A ticktock account of last year’s explosive admissions scandal ... I followed the media coverage when the scandal broke, but I found the story somehow more outrageous and more haunting as a book. Korn and Levitz go beyond the celebrities, though they are included, and show how each of the parents involved ultimately decided what level of fraud they were comfortable with—and almost more interestingly, what lines some wouldn’t cross ... Korn and Levitz deftly handle a complex cast of characters, with a gentle touch for the children involved, even those who probably knew about the deception. Still, I found myself wanting to know more about the other students—the ones who could have gotten into Yale or Georgetown but didn’t because their spots were taken ... Race is an important, though somewhat ignored, subtext of the book. Some of the White, wealthy students lied about their race on their applications, under the mistaken impression that being White put them at a disadvantage when applying to college.
... a book as depressing as it is gripping ... Unacceptable reads at times like a rushed attempt to flesh out the colourful indictment and subsequent court reporting, when it could have dug much deeper. There is little on the effects of parents’ cheating on their children, for instance, and the reactions to the scandal of the examiners and the universities get scant treatment ... This broader context awaits a more comprehensive treatment than Unacceptable offers.

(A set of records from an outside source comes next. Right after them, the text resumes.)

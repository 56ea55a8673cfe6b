//! Storage layer for the study planner.
//!
//! Provides persistence for users, study plans and progress records using
//! `rusqlite`.
//!
//! # Thread Safety
//!
//! The [`Database`] type wraps a `rusqlite::Connection`, which is `Send` but not `Sync`.
//! Use one `Database` per thread, or wrap it in a `Mutex` to share it.
//!
//! # Schema
//!
//! ## Timestamp Format
//!
//! Timestamps are stored as TEXT in RFC 3339 format (e.g., `2024-01-15T10:30:00.000Z`)
//! and calendar dates as `YYYY-MM-DD`, so lexicographic order matches
//! chronological order.
//!
//! ## Plan Storage
//!
//! A plan is stored as one `study_plans` row per entry. `study_days` holds the
//! comma-joined weekday abbreviations (e.g. `Mon,Wed,Fri`). Review intervals
//! are not stored; reloaded entries have an empty `repetition_schedule`.
//!
//! A user has at most one plan. [`Database::save_plan`] deletes the previous
//! rows and inserts the new ones inside a single transaction, so readers never
//! observe a half-replaced plan. Concurrent saves for the same user resolve as
//! last-commit-wins.

use std::path::Path;

use chrono::{DateTime, NaiveDate, SecondsFormat, Utc, Weekday};
use rusqlite::{Connection, OptionalExtension, params};
use serde::Serialize;
use sha2::{Digest, Sha256};
use sp_core::{Difficulty, Plan, PlanEntry, Priority};
use thiserror::Error;

/// Database errors.
#[derive(Debug, Error)]
pub enum DbError {
    /// An error from the underlying database. The transaction, if any, was
    /// rolled back.
    #[error("sqlite error: {0}")]
    Sqlite(#[from] rusqlite::Error),
    /// The username is already registered.
    #[error("username already exists: {0}")]
    UsernameTaken(String),
    /// A caller-supplied value was rejected before reaching the database.
    #[error("invalid input: {0}")]
    InvalidInput(String),
    /// A stored row could not be converted back into a domain value.
    #[error("invalid row {id}: {message}")]
    InvalidRow { id: i64, message: String },
}

/// Database connection wrapper.
///
/// See the [module documentation](self) for thread safety considerations.
pub struct Database {
    conn: Connection,
}

/// A registered user.
#[derive(Debug, Clone, PartialEq, Eq, Serialize)]
pub struct UserRecord {
    pub id: i64,
    pub username: String,
    pub created_at: String,
}

/// Hours studied for one subject on one day.
#[derive(Debug, Clone, PartialEq, Serialize)]
pub struct ProgressRecord {
    pub subject: String,
    pub date: NaiveDate,
    pub hours_studied: f64,
}

/// How regularly a user studied within a window of days.
#[derive(Debug, Clone, Copy, PartialEq, Serialize)]
pub struct Consistency {
    /// Distinct dates with at least one progress record.
    pub study_days: usize,
    /// `study_days` as a percentage of the window.
    pub percent: f64,
}

impl Database {
    /// Opens a database at the given path, creating it if necessary.
    ///
    /// The database schema is automatically initialized on first open.
    pub fn open(path: &Path) -> Result<Self, DbError> {
        let conn = Connection::open(path)?;
        let db = Self { conn };
        db.init()?;
        Ok(db)
    }

    /// Opens an in-memory database.
    ///
    /// Useful for testing. The database is destroyed when the connection closes.
    pub fn open_in_memory() -> Result<Self, DbError> {
        let conn = Connection::open_in_memory()?;
        let db = Self { conn };
        db.init()?;
        Ok(db)
    }

    /// Initializes the database schema.
    ///
    /// This is idempotent - safe to call on an already-initialized database.
    fn init(&self) -> Result<(), DbError> {
        self.conn.execute_batch("PRAGMA foreign_keys = ON;")?;
        self.conn.execute_batch(
            "
            CREATE TABLE IF NOT EXISTS users (
                id INTEGER PRIMARY KEY,
                username TEXT NOT NULL UNIQUE,
                password_hash TEXT NOT NULL,
                created_at TEXT NOT NULL
            );

            -- One row per plan entry; the full set of rows is the user's plan
            -- study_days: comma-joined weekday abbreviations (e.g. 'Mon,Thu')
            CREATE TABLE IF NOT EXISTS study_plans (
                id INTEGER PRIMARY KEY,
                user_id INTEGER NOT NULL,
                subject TEXT NOT NULL,
                hours REAL NOT NULL CHECK (hours > 0),
                priority TEXT NOT NULL,
                difficulty TEXT NOT NULL,
                study_days TEXT NOT NULL,
                created_at TEXT NOT NULL,
                FOREIGN KEY (user_id) REFERENCES users(id) ON DELETE CASCADE
            );

            CREATE INDEX IF NOT EXISTS idx_study_plans_user ON study_plans(user_id);

            -- date: calendar day (e.g. '2025-01-15')
            CREATE TABLE IF NOT EXISTS progress (
                id INTEGER PRIMARY KEY,
                user_id INTEGER NOT NULL,
                subject TEXT NOT NULL,
                date TEXT NOT NULL,
                hours_studied REAL NOT NULL CHECK (hours_studied >= 0),
                recorded_at TEXT NOT NULL,
                FOREIGN KEY (user_id) REFERENCES users(id) ON DELETE CASCADE
            );

            CREATE INDEX IF NOT EXISTS idx_progress_user_date ON progress(user_id, date);
            ",
        )?;
        Ok(())
    }

    // ========== Users ==========

    /// Registers a user and returns its ID.
    pub fn create_user(&mut self, username: &str, password: &str) -> Result<i64, DbError> {
        let username = username.trim();
        if username.is_empty() {
            return Err(DbError::InvalidInput("username cannot be empty".to_string()));
        }
        if self.find_user(username)?.is_some() {
            return Err(DbError::UsernameTaken(username.to_string()));
        }

        self.conn.execute(
            "INSERT INTO users (username, password_hash, created_at) VALUES (?, ?, ?)",
            params![username, hash_password(password), format_timestamp(Utc::now())],
        )?;
        let id = self.conn.last_insert_rowid();
        tracing::info!(user_id = id, username, "registered user");
        Ok(id)
    }

    /// Looks up a user by name.
    pub fn find_user(&self, username: &str) -> Result<Option<UserRecord>, DbError> {
        let user = self
            .conn
            .query_row(
                "SELECT id, username, created_at FROM users WHERE username = ?",
                [username],
                |row| {
                    Ok(UserRecord {
                        id: row.get(0)?,
                        username: row.get(1)?,
                        created_at: row.get(2)?,
                    })
                },
            )
            .optional()?;
        Ok(user)
    }

    /// Returns the user if `password` matches the stored credential.
    pub fn authenticate(
        &self,
        username: &str,
        password: &str,
    ) -> Result<Option<UserRecord>, DbError> {
        let stored: Option<String> = self
            .conn
            .query_row(
                "SELECT password_hash FROM users WHERE username = ?",
                [username],
                |row| row.get(0),
            )
            .optional()?;

        match stored {
            Some(hash) if hash == hash_password(password) => self.find_user(username),
            _ => Ok(None),
        }
    }

    // ========== Plans ==========

    /// Replaces the user's stored plan with `plan`.
    ///
    /// Runs as one transaction: on any error nothing is changed and the
    /// previous plan stays in place. Saving an empty plan clears the user's
    /// plan. Returns the number of inserted entries.
    pub fn save_plan(&mut self, user_id: i64, plan: &Plan) -> Result<usize, DbError> {
        let created_at = format_timestamp(Utc::now());
        let tx = self.conn.transaction()?;
        let deleted = tx.execute("DELETE FROM study_plans WHERE user_id = ?", [user_id])?;
        let mut inserted = 0;
        {
            let mut stmt = tx.prepare(
                "
                INSERT INTO study_plans
                (user_id, subject, hours, priority, difficulty, study_days, created_at)
                VALUES (?, ?, ?, ?, ?, ?, ?)
                ",
            )?;
            for entry in &plan.entries {
                inserted += stmt.execute(params![
                    user_id,
                    entry.subject,
                    entry.hours,
                    entry.priority.as_str(),
                    entry.difficulty.as_str(),
                    entry.study_days_joined(),
                    created_at,
                ])?;
            }
        }
        tx.commit()?;
        tracing::info!(user_id, deleted, inserted, "saved study plan");
        Ok(inserted)
    }

    /// Loads the user's plan in storage order.
    ///
    /// Returns `None` when the user has no stored entries. Loaded entries have
    /// an empty `repetition_schedule`.
    pub fn load_plan(&self, user_id: i64) -> Result<Option<Plan>, DbError> {
        let mut stmt = self.conn.prepare(
            "
            SELECT id, subject, hours, priority, difficulty, study_days
            FROM study_plans
            WHERE user_id = ?
            ORDER BY id ASC
            ",
        )?;
        let rows = stmt.query_map([user_id], |row| {
            Ok(PlanRow {
                id: row.get(0)?,
                subject: row.get(1)?,
                hours: row.get(2)?,
                priority: row.get(3)?,
                difficulty: row.get(4)?,
                study_days: row.get(5)?,
            })
        })?;

        let mut entries = Vec::new();
        for row in rows {
            entries.push(row?.into_entry()?);
        }
        tracing::debug!(user_id, entries = entries.len(), "loaded study plan");

        if entries.is_empty() {
            Ok(None)
        } else {
            Ok(Some(Plan { entries }))
        }
    }

    // ========== Progress ==========

    /// Records hours studied per subject for `date`, in one transaction.
    pub fn record_progress(
        &mut self,
        user_id: i64,
        date: NaiveDate,
        entries: &[(String, f64)],
    ) -> Result<usize, DbError> {
        if let Some((subject, hours)) = entries
            .iter()
            .find(|(subject, hours)| subject.trim().is_empty() || !hours.is_finite() || *hours < 0.0)
        {
            return Err(DbError::InvalidInput(format!(
                "invalid progress entry {subject:?}: {hours}"
            )));
        }

        let recorded_at = format_timestamp(Utc::now());
        let date = date.format("%Y-%m-%d").to_string();
        let tx = self.conn.transaction()?;
        let mut inserted = 0;
        {
            let mut stmt = tx.prepare(
                "
                INSERT INTO progress (user_id, subject, date, hours_studied, recorded_at)
                VALUES (?, ?, ?, ?, ?)
                ",
            )?;
            for (subject, hours) in entries {
                inserted += stmt.execute(params![user_id, subject.trim(), date, hours, recorded_at])?;
            }
        }
        tx.commit()?;
        tracing::info!(user_id, inserted, %date, "recorded progress");
        Ok(inserted)
    }

    /// Lists the user's most recent progress records, newest first.
    pub fn list_progress(&self, user_id: i64, limit: usize) -> Result<Vec<ProgressRecord>, DbError> {
        let limit = i64::try_from(limit).unwrap_or(i64::MAX);
        let mut stmt = self.conn.prepare(
            "
            SELECT id, subject, date, hours_studied
            FROM progress
            WHERE user_id = ?
            ORDER BY date DESC, id DESC
            LIMIT ?
            ",
        )?;
        let rows = stmt.query_map(params![user_id, limit], |row| {
            Ok((
                row.get::<_, i64>(0)?,
                row.get::<_, String>(1)?,
                row.get::<_, String>(2)?,
                row.get::<_, f64>(3)?,
            ))
        })?;

        let mut records = Vec::new();
        for row in rows {
            let (id, subject, date, hours_studied) = row?;
            let date = NaiveDate::parse_from_str(&date, "%Y-%m-%d").map_err(|err| {
                DbError::InvalidRow {
                    id,
                    message: format!("invalid date {date:?}: {err}"),
                }
            })?;
            records.push(ProgressRecord {
                subject,
                date,
                hours_studied,
            });
        }
        Ok(records)
    }
}

/// Raw `study_plans` row before conversion into a [`PlanEntry`].
struct PlanRow {
    id: i64,
    subject: String,
    hours: f64,
    priority: String,
    difficulty: String,
    study_days: String,
}

impl PlanRow {
    fn into_entry(self) -> Result<PlanEntry, DbError> {
        let invalid = |message: String| DbError::InvalidRow {
            id: self.id,
            message,
        };
        let priority = self
            .priority
            .parse::<Priority>()
            .map_err(|err| invalid(err.to_string()))?;
        let difficulty = self
            .difficulty
            .parse::<Difficulty>()
            .map_err(|err| invalid(err.to_string()))?;
        let study_days = split_study_days(&self.study_days).map_err(invalid)?;

        Ok(PlanEntry {
            subject: self.subject,
            hours: self.hours,
            priority,
            difficulty,
            study_days,
            repetition_schedule: Vec::new(),
        })
    }
}

/// Splits a comma-joined weekday string, skipping empty tokens.
fn split_study_days(joined: &str) -> Result<Vec<Weekday>, String> {
    joined
        .split(',')
        .map(str::trim)
        .filter(|token| !token.is_empty())
        .map(|token| {
            token
                .parse::<Weekday>()
                .map_err(|_| format!("invalid weekday {token:?}"))
        })
        .collect()
}

/// Summarizes how many distinct days in `records` had study time.
pub fn study_consistency(records: &[ProgressRecord], window_days: u32) -> Consistency {
    let mut dates: Vec<NaiveDate> = records.iter().map(|record| record.date).collect();
    dates.sort_unstable();
    dates.dedup();

    let percent = if window_days == 0 {
        0.0
    } else {
        #[allow(clippy::cast_precision_loss, reason = "day counts are small")]
        let days = dates.len() as f64;
        days / f64::from(window_days) * 100.0
    };
    Consistency {
        study_days: dates.len(),
        percent,
    }
}

fn hash_password(password: &str) -> String {
    format!("{:x}", Sha256::digest(password.as_bytes()))
}

fn format_timestamp(timestamp: DateTime<Utc>) -> String {
    timestamp.to_rfc3339_opts(SecondsFormat::Millis, true)
}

Piercing the veneer of perfection worn by Hollywood A-listers and corporate elites, Korn and Levitz show how wealthy families bribed their way into colleges like Stanford and the University of Southern California rather than bet on their children’s potential ... outlines the role that legacy and athletic preferences play in admissions, and forces us to grapple with whether their dominance is truly fair ... Part of me ached for more than a narrative version of court documents from Korn and Levitz. At times their accounting of events appears to extend sympathy to recently divorced parents looking to assuage their guilt about the toll the separation took on the family. That stands in stark contrast to the public damning of parents who falsified addresses to register children in crime-free primary schools ... speaks to the current political moment.